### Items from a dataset
*** Block opens ***

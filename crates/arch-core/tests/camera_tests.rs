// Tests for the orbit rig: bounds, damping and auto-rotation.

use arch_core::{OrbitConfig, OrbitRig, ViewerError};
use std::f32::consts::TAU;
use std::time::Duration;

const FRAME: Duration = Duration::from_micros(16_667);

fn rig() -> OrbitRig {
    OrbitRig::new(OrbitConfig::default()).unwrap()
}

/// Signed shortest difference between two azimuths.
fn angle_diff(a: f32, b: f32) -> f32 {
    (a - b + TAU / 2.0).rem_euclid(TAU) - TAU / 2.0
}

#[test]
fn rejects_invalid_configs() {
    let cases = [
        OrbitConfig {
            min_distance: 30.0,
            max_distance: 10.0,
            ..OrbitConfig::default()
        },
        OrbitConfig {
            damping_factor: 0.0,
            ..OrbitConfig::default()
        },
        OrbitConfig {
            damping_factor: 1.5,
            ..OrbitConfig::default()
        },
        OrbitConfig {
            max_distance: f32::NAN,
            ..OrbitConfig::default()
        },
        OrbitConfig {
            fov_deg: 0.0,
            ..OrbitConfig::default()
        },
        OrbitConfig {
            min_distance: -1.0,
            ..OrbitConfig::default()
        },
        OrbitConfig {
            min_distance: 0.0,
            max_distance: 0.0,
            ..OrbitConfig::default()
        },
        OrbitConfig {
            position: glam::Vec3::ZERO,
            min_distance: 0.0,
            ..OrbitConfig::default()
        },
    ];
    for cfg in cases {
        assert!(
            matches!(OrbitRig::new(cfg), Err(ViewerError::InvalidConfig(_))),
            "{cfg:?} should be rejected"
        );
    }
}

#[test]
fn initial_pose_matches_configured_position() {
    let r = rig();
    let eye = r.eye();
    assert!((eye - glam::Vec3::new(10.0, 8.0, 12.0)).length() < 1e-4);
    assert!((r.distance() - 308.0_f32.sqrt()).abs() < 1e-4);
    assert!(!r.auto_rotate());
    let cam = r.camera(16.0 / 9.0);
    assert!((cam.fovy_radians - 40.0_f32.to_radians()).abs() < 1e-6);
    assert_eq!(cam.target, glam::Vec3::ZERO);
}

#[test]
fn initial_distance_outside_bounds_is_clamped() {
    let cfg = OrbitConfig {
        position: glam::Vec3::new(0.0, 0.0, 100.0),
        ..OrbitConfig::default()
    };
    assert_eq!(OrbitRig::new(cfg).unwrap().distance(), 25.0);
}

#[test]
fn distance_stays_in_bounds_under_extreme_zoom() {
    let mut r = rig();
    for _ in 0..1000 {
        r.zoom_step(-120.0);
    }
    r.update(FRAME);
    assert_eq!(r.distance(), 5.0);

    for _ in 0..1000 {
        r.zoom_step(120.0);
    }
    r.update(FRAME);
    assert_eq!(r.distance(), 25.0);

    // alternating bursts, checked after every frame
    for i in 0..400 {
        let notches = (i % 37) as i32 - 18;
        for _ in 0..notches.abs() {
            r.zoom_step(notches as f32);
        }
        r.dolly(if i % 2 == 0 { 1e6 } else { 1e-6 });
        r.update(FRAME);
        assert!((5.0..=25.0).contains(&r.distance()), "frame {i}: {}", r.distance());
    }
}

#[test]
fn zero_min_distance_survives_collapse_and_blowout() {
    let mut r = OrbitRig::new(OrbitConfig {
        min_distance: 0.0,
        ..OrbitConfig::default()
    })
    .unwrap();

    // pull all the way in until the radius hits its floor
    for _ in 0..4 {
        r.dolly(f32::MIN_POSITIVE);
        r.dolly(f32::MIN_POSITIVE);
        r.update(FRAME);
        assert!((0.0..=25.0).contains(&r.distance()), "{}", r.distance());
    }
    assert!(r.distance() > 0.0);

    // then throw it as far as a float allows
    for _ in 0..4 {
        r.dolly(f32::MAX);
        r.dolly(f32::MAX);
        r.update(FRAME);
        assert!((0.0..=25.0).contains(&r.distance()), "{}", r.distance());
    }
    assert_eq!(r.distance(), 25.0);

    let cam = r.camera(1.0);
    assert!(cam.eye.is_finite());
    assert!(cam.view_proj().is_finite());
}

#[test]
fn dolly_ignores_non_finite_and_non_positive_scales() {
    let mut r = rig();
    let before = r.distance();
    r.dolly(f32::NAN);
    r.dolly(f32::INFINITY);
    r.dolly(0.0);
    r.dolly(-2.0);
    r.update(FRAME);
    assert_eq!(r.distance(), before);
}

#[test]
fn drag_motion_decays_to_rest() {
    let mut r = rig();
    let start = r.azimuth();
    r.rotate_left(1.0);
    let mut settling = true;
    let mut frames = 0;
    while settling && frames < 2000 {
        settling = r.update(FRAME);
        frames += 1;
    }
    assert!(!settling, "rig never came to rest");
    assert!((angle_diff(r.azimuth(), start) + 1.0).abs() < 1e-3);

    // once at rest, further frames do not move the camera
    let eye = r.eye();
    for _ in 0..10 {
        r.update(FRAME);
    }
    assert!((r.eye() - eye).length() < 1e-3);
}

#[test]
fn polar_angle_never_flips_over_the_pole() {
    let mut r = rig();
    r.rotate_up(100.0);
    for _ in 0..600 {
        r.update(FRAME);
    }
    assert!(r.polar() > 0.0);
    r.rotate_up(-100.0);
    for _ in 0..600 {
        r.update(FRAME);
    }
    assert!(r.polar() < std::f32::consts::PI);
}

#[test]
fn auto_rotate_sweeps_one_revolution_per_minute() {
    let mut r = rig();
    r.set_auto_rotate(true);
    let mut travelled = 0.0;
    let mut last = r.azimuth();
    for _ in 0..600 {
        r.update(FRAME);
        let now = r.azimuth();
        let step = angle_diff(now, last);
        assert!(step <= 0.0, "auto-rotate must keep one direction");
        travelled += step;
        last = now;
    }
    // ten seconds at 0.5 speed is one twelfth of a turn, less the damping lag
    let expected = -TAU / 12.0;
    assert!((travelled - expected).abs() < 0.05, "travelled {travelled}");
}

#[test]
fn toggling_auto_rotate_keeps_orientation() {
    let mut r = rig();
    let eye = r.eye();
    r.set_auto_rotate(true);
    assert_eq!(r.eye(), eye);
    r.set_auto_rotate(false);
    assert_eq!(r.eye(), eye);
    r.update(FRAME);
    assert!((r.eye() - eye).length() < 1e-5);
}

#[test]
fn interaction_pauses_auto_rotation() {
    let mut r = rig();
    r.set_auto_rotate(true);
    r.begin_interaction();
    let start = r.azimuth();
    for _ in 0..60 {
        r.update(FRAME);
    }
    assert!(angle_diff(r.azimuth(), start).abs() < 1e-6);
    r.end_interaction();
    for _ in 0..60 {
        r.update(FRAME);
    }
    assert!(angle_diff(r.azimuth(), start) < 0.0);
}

*** Block closes ***

### Try it
Repeat the entries exactly as they appear.

### Solution to the problem
filename crates/arch-core/tests/camera_tests.rs
// Tests for the orbit rig: bounds, damping and auto-rotation.

use arch_core::{OrbitConfig, OrbitRig, ViewerError};
use std::f32::consts::TAU;
use std::time::Duration;

const FRAME: Duration = Duration::from_micros(16_667);

fn rig() -> OrbitRig {
    OrbitRig::new(OrbitConfig::default()).unwrap()
}

/// Signed shortest difference between two azimuths.
fn angle_diff(a: f32, b: f32) -> f32 {
    (a - b + TAU / 2.0).rem_euclid(TAU) - TAU / 2.0
}

#[test]
fn rejects_invalid_configs() {
    let cases = [
        OrbitConfig {
            min_distance: 30.0,
            max_distance: 10.0,
            ..OrbitConfig::default()
        },
        OrbitConfig {
            damping_factor: 0.0,
            ..OrbitConfig::default()
        },
        OrbitConfig {
            damping_factor: 1.5,
            ..OrbitConfig::default()
        },
        OrbitConfig {
            max_distance: f32::NAN,
            ..OrbitConfig::default()
        },
        OrbitConfig {
            fov_deg: 0.0,
            ..OrbitConfig::default()
        },
        OrbitConfig {
            min_distance: -1.0,
            ..OrbitConfig::default()
        },
        OrbitConfig {
            min_distance: 0.0,
            max_distance: 0.0,
            ..OrbitConfig::default()
        },
        OrbitConfig {
            position: glam::Vec3::ZERO,
            min_distance: 0.0,
            ..OrbitConfig::default()
        },
    ];
    for cfg in cases {
        assert!(
            matches!(OrbitRig::new(cfg), Err(ViewerError::InvalidConfig(_))),
            "{cfg:?} should be rejected"
        );
    }
}

#[test]
fn initial_pose_matches_configured_position() {
    let r = rig();
    let eye = r.eye();
    assert!((eye - glam::Vec3::new(10.0, 8.0, 12.0)).length() < 1e-4);
    assert!((r.distance() - 308.0_f32.sqrt()).abs() < 1e-4);
    assert!(!r.auto_rotate());
    let cam = r.camera(16.0 / 9.0);
    assert!((cam.fovy_radians - 40.0_f32.to_radians()).abs() < 1e-6);
    assert_eq!(cam.target, glam::Vec3::ZERO);
}

#[test]
fn initial_distance_outside_bounds_is_clamped() {
    let cfg = OrbitConfig {
        position: glam::Vec3::new(0.0, 0.0, 100.0),
        ..OrbitConfig::default()
    };
    assert_eq!(OrbitRig::new(cfg).unwrap().distance(), 25.0);
}

#[test]
fn distance_stays_in_bounds_under_extreme_zoom() {
    let mut r = rig();
    for _ in 0..1000 {
        r.zoom_step(-120.0);
    }
    r.update(FRAME);
    assert_eq!(r.distance(), 5.0);

    for _ in 0..1000 {
        r.zoom_step(120.0);
    }
    r.update(FRAME);
    assert_eq!(r.distance(), 25.0);

    // alternating bursts, checked after every frame
    for i in 0..400 {
        let notches = (i % 37) as i32 - 18;
        for _ in 0..notches.abs() {
            r.zoom_step(notches as f32);
        }
        r.dolly(if i % 2 == 0 { 1e6 } else { 1e-6 });
        r.update(FRAME);
        assert!((5.0..=25.0).contains(&r.distance()), "frame {i}: {}", r.distance());
    }
}

#[test]
fn zero_min_distance_survives_collapse_and_blowout() {
    let mut r = OrbitRig::new(OrbitConfig {
        min_distance: 0.0,
        ..OrbitConfig::default()
    })
    .unwrap();

    // pull all the way in until the radius hits its floor
    for _ in 0..4 {
        r.dolly(f32::MIN_POSITIVE);
        r.dolly(f32::MIN_POSITIVE);
        r.update(FRAME);
        assert!((0.0..=25.0).contains(&r.distance()), "{}", r.distance());
    }
    assert!(r.distance() > 0.0);

    // then throw it as far as a float allows
    for _ in 0..4 {
        r.dolly(f32::MAX);
        r.dolly(f32::MAX);
        r.update(FRAME);
        assert!((0.0..=25.0).contains(&r.distance()), "{}", r.distance());
    }
    assert_eq!(r.distance(), 25.0);

    let cam = r.camera(1.0);
    assert!(cam.eye.is_finite());
    assert!(cam.view_proj().is_finite());
}

#[test]
fn dolly_ignores_non_finite_and_non_positive_scales() {
    let mut r = rig();
    let before = r.distance();
    r.dolly(f32::NAN);
    r.dolly(f32::INFINITY);
    r.dolly(0.0);
    r.dolly(-2.0);
    r.update(FRAME);
    assert_eq!(r.distance(), before);
}

#[test]
fn drag_motion_decays_to_rest() {
    let mut r = rig();
    let start = r.azimuth();
    r.rotate_left(1.0);
    let mut settling = true;
    let mut frames = 0;
    while settling && frames < 2000 {
        settling = r.update(FRAME);
        frames += 1;
    }
    assert!(!settling, "rig never came to rest");
    assert!((angle_diff(r.azimuth(), start) + 1.0).abs() < 1e-3);

    // once at rest, further frames do not move the camera
    let eye = r.eye();
    for _ in 0..10 {
        r.update(FRAME);
    }
    assert!((r.eye() - eye).length() < 1e-3);
}

#[test]
fn polar_angle_never_flips_over_the_pole() {
    let mut r = rig();
    r.rotate_up(100.0);
    for _ in 0..600 {
        r.update(FRAME);
    }
    assert!(r.polar() > 0.0);
    r.rotate_up(-100.0);
    for _ in 0..600 {
        r.update(FRAME);
    }
    assert!(r.polar() < std::f32::consts::PI);
}

#[test]
fn auto_rotate_sweeps_one_revolution_per_minute() {
    let mut r = rig();
    r.set_auto_rotate(true);
    let mut travelled = 0.0;
    let mut last = r.azimuth();
    for _ in 0..600 {
        r.update(FRAME);
        let now = r.azimuth();
        let step = angle_diff(now, last);
        assert!(step <= 0.0, "auto-rotate must keep one direction");
        travelled += step;
        last = now;
    }
    // ten seconds at 0.5 speed is one twelfth of a turn, less the damping lag
    let expected = -TAU / 12.0;
    assert!((travelled - expected).abs() < 0.05, "travelled {travelled}");
}

#[test]
fn toggling_auto_rotate_keeps_orientation() {
    let mut r = rig();
    let eye = r.eye();
    r.set_auto_rotate(true);
    assert_eq!(r.eye(), eye);
    r.set_auto_rotate(false);
    assert_eq!(r.eye(), eye);
    r.update(FRAME);
    assert!((r.eye() - eye).length() < 1e-5);
}

#[test]
fn interaction_pauses_auto_rotation() {
    let mut r = rig();
    r.set_auto_rotate(true);
    r.begin_interaction();
    let start = r.azimuth();
    for _ in 0..60 {
        r.update(FRAME);
    }
    assert!(angle_diff(r.azimuth(), start).abs() < 1e-6);
    r.end_interaction();
    for _ in 0..60 {
        r.update(FRAME);
    }
    assert!(angle_diff(r.azimuth(), start) < 0.0);
}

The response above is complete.